Por último, la aceptación de que las contradicciones entre el capital y el trabajo no tienen por qué ser antagónicas, y el reconocimiento de la enorme variedad de intereses que pueden manifestarse en las sociedades abiertas, dejan sin piso la pretensión marxiana de construir una «ciencia de la historia» con base en este argumento medular. ¿Cómo insistir en la «inevitabilidad» del comunismo cuando día tras día la economía capitalista y las instituciones del Estado de derecho liberal muestran su inagotable capacidad de adaptación y su gran vitalidad ante las crisis y desafíos que genera su desenvolvimiento? Como muy bien lo explica Carlota Pérez, el nuevo paradigma tecnológico requiere de un importante cambio institucional que refuerce los valores de la iniciativa, la disposición al cambio y la capacidad de asimilar provechosamente la información, y que estimule la participación de los distintos miembros de una comunidad con base en su creatividad. Aquellos países con estructuras de poder rígidas que privan a sus ciudadanos del libre acceso a la información, refractarias al intercambio de ideas y que asfixiaban la iniciativa independiente fracasarían en el dominio de las corrientes de producción y comercialización basadas en el nuevo paradigma.

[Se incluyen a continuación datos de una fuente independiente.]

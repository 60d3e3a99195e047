//! Immutable configuration of a conversion task.

use std::path::PathBuf;

use serde::{Deserialize, Serialize};

use crate::annotation::Annotation;
use crate::document_id::encode_document_id;
use crate::error::{CoreError, ErrorCode};
use crate::parsing::parse_csv;
use crate::types::{normalize_document_label, normalize_project_id};

/// Artifact families the converter can emit.
#[derive(Debug, Clone, Copy, PartialEq, Eq, Hash, Serialize, Deserialize)]
#[serde(rename_all = "lowercase")]
pub enum OutputKind {
    Json,
    Gltf,
    Meta,
}

impl OutputKind {
    pub fn as_str(self) -> &'static str {
        match self {
            OutputKind::Json => "json",
            OutputKind::Gltf => "gltf",
            OutputKind::Meta => "meta",
        }
    }

    /// Parse a comma-separated `emit` field. Duplicates collapse; an empty
    /// field yields an empty list (converter default).
    pub fn parse_list(value: &str) -> Result<Vec<OutputKind>, CoreError> {
        let mut kinds = Vec::new();
        for item in parse_csv(value) {
            let kind = match item.to_ascii_lowercase().as_str() {
                "json" => OutputKind::Json,
                "gltf" => OutputKind::Gltf,
                "meta" => OutputKind::Meta,
                other => {
                    return Err(CoreError::validation(
                        ErrorCode::InvalidBody,
                        format!("unknown emit kind '{other}' (expected json, gltf, meta)"),
                    ))
                }
            };
            if !kinds.contains(&kind) {
                kinds.push(kind);
            }
        }
        Ok(kinds)
    }
}

/// How emitted artifacts are named on disk.
#[derive(Debug, Clone, Copy, Default, PartialEq, Eq, Serialize, Deserialize)]
#[serde(rename_all = "snake_case")]
pub enum NamingMode {
    #[default]
    Legacy,
    ContentHash,
    Both,
}

impl NamingMode {
    /// Map the `hash_names` / `keep_legacy_names` flag pair onto a mode.
    ///
    /// Keeping legacy names is only meaningful alongside hashed names.
    pub fn from_flags(hash_names: bool, keep_legacy_names: bool) -> Self {
        match (hash_names, keep_legacy_names) {
            (true, true) => NamingMode::Both,
            (true, false) => NamingMode::ContentHash,
            (false, _) => NamingMode::Legacy,
        }
    }
}

/// Patch the produced document record to a schema version.
#[derive(Debug, Clone, Default, PartialEq, Eq)]
pub struct DocumentMigration {
    /// Target schema version; `0` lets the migrator pick the latest.
    pub target: u32,
    pub backup: bool,
}

/// Validate the produced document record, optionally against a schema file.
#[derive(Debug, Clone, Default, PartialEq, Eq)]
pub struct DocumentValidation {
    pub schema: Option<PathBuf>,
}

#[derive(Debug, Clone)]
pub struct TaskConfig {
    pub plugin: PathBuf,
    pub input_path: PathBuf,
    /// Per-task run directory under the output root; parent of input and output.
    pub work_dir: PathBuf,
    pub output_dir: PathBuf,
    pub emit: Vec<OutputKind>,
    pub naming: NamingMode,
    pub convert_cli: Option<PathBuf>,
    pub migration: Option<DocumentMigration>,
    pub validation: Option<DocumentValidation>,
    pub project_id: String,
    pub document_label: String,
    pub owner: String,
    pub tags: Vec<String>,
    pub revision_note: String,
    pub annotations: Vec<Annotation>,
}

impl TaskConfig {
    pub fn project_id(&self) -> String {
        normalize_project_id(&self.project_id)
    }

    pub fn document_label(&self) -> String {
        normalize_document_label(&self.document_label)
    }

    pub fn document_id(&self) -> String {
        encode_document_id(&self.project_id(), &self.document_label())
    }

    /// Requested kinds joined with commas, as the converter expects.
    pub fn emit_list(&self) -> String {
        self.emit
            .iter()
            .map(|k| k.as_str())
            .collect::<Vec<_>>()
            .join(",")
    }
}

Paradójicamente, las relaciones de producción«socialistas» del modelo soviético terminaron por ahogar el desarrollo de sus fuerzas productivas en la era de la revolución de la informática y precipitaron el colapso de su economía. La estructura descentralizada de toma de decisiones de la economía de mercado fue, por el contrario, muy permeable a las adaptaciones y cambios requeridos en las relaciones de producción para aprovechar plenamente las potencialidades del nuevo estilo tecnológico. La inversión en capital humano –educación, salud, asistencia social– pasó a constituir la fuente del crecimiento económico, como fue reconocido al fin por los teóricos de la economía (Romer, 1986). Lejos de perpetuarse el conflicto entre crecimiento y equidad que había plagado las etapas iniciales de desarrollo de los países capitalistas y que observó Marx en la Inglaterra de 1850, ahora una mayor equidad –a través de la inversión en «capital humano»– se convertía en un imperativo para que las naciones en desarrollo pudieran crecer sobre bases sólidas, como lo atestiguó la experiencia de muchos países del Lejano Oriente, incluido Japón.